EXERCISE DESCRIPTION — What is needed is an exact copy of the lines in the listing below, from the one with "filename src/view.rs" up to and including the one with "from the document.", with no other lines.

══════════════════════════════

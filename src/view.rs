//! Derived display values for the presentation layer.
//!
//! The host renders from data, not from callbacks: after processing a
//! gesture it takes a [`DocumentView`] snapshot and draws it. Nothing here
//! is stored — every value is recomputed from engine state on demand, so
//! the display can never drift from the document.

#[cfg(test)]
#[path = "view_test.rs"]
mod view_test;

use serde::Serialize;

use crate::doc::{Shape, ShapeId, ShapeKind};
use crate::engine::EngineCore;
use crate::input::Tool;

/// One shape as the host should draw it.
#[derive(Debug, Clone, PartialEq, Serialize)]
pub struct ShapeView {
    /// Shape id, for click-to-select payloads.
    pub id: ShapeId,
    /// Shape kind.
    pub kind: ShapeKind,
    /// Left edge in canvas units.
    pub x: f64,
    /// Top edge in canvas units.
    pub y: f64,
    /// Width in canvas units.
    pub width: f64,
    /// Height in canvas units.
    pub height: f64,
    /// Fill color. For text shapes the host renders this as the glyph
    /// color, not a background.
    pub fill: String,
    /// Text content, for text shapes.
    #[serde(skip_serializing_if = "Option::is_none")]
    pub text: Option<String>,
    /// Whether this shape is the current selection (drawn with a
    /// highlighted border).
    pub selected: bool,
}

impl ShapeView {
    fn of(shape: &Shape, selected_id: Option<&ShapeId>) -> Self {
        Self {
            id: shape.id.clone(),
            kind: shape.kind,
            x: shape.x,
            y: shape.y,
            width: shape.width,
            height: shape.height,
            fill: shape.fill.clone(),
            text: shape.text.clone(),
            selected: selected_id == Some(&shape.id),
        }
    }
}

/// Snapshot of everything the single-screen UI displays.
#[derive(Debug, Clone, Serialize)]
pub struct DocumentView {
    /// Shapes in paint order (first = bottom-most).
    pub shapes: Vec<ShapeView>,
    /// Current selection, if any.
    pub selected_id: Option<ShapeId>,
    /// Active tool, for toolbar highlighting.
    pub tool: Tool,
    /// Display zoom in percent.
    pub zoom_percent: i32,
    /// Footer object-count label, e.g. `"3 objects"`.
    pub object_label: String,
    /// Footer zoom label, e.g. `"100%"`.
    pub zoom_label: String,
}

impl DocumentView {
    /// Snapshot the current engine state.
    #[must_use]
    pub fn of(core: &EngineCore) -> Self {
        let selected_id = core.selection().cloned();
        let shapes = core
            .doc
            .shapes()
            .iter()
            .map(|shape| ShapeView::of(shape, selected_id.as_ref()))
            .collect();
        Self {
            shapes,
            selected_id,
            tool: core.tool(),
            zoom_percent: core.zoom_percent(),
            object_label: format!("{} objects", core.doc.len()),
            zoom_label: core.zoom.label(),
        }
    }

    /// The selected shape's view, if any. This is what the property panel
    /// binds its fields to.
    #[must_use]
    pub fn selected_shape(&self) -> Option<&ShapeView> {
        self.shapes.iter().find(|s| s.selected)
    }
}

══════════════════════════════

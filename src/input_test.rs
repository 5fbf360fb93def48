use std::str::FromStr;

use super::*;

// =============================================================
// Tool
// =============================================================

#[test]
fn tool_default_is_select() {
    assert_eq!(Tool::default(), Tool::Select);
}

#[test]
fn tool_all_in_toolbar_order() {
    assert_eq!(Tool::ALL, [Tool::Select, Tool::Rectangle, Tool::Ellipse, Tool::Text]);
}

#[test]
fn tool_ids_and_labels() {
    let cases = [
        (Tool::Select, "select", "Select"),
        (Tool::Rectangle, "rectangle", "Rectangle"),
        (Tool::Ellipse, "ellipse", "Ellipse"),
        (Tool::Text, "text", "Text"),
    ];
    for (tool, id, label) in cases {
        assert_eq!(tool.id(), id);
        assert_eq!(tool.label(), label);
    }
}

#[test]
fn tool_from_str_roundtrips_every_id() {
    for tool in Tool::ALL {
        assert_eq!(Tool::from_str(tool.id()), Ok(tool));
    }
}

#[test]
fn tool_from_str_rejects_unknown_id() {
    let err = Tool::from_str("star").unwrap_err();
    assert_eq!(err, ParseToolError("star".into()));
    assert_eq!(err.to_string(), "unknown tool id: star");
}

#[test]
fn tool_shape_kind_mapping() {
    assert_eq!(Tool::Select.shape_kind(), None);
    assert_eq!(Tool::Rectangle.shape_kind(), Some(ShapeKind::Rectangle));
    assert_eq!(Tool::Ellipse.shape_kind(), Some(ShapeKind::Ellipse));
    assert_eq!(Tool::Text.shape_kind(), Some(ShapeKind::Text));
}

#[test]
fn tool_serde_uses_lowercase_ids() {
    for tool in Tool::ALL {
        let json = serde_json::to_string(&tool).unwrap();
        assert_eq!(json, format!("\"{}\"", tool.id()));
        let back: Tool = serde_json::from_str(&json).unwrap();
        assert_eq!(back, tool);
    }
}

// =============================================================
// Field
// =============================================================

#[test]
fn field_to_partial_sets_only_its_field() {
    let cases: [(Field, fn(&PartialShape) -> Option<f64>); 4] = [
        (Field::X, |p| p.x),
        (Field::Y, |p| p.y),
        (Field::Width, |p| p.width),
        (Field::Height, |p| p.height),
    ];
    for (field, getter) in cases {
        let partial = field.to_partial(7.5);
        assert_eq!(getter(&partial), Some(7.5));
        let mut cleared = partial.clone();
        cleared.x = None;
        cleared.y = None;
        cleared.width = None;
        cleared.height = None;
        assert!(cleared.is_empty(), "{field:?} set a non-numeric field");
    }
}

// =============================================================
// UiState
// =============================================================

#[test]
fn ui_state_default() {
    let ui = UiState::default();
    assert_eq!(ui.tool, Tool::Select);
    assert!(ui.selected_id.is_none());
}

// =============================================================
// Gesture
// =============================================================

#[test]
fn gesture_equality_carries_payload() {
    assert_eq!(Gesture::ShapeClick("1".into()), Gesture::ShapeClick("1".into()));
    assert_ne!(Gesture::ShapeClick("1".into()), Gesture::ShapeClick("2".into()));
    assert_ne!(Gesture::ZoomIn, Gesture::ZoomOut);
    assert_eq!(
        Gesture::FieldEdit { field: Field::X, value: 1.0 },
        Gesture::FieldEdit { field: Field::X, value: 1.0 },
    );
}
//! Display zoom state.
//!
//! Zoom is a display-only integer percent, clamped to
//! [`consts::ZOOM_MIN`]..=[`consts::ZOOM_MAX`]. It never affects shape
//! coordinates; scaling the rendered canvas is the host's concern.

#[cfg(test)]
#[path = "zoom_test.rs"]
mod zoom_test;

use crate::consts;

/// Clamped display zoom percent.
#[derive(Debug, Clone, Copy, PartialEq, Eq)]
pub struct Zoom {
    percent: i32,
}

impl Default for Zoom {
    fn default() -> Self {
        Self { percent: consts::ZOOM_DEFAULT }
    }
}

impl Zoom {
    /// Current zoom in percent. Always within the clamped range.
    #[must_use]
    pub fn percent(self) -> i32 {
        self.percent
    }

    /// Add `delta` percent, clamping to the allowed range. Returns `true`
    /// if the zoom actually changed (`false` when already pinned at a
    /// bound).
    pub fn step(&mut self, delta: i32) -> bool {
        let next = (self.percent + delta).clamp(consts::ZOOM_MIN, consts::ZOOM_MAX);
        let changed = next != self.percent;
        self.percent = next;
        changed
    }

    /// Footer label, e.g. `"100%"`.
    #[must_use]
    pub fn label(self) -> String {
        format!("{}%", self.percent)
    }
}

══════════════════════════════

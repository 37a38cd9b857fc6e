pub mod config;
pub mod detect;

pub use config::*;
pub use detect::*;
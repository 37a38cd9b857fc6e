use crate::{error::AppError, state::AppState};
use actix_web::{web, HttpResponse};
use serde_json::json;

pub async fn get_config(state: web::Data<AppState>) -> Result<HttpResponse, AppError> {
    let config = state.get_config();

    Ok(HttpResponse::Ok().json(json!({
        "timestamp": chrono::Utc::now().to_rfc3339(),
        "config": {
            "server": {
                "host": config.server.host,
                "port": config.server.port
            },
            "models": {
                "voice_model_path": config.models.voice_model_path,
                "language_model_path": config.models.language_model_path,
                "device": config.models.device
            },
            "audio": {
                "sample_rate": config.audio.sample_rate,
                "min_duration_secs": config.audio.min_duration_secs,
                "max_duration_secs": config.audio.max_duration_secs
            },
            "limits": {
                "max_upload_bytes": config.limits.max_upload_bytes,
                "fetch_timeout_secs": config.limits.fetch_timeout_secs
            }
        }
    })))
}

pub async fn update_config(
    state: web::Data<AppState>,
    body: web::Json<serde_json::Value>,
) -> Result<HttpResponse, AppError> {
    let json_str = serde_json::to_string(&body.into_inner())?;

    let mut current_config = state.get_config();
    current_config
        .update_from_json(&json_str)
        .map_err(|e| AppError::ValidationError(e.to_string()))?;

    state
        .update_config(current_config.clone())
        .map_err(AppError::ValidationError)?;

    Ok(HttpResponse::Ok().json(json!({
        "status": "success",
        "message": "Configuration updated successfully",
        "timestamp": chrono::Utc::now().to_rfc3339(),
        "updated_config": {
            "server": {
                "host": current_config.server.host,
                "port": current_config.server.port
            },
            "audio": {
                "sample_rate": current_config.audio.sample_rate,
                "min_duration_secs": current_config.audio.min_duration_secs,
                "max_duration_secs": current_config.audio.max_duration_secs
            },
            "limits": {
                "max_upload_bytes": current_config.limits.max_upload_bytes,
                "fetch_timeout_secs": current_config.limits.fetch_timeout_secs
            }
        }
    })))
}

══════════════════════════════

SOLUTION BELOW —
filename src/view.rs
//! Derived display values for the presentation layer.
//!
//! The host renders from data, not from callbacks: after processing a
//! gesture it takes a [`DocumentView`] snapshot and draws it. Nothing here
//! is stored — every value is recomputed from engine state on demand, so
//! the display can never drift from the document.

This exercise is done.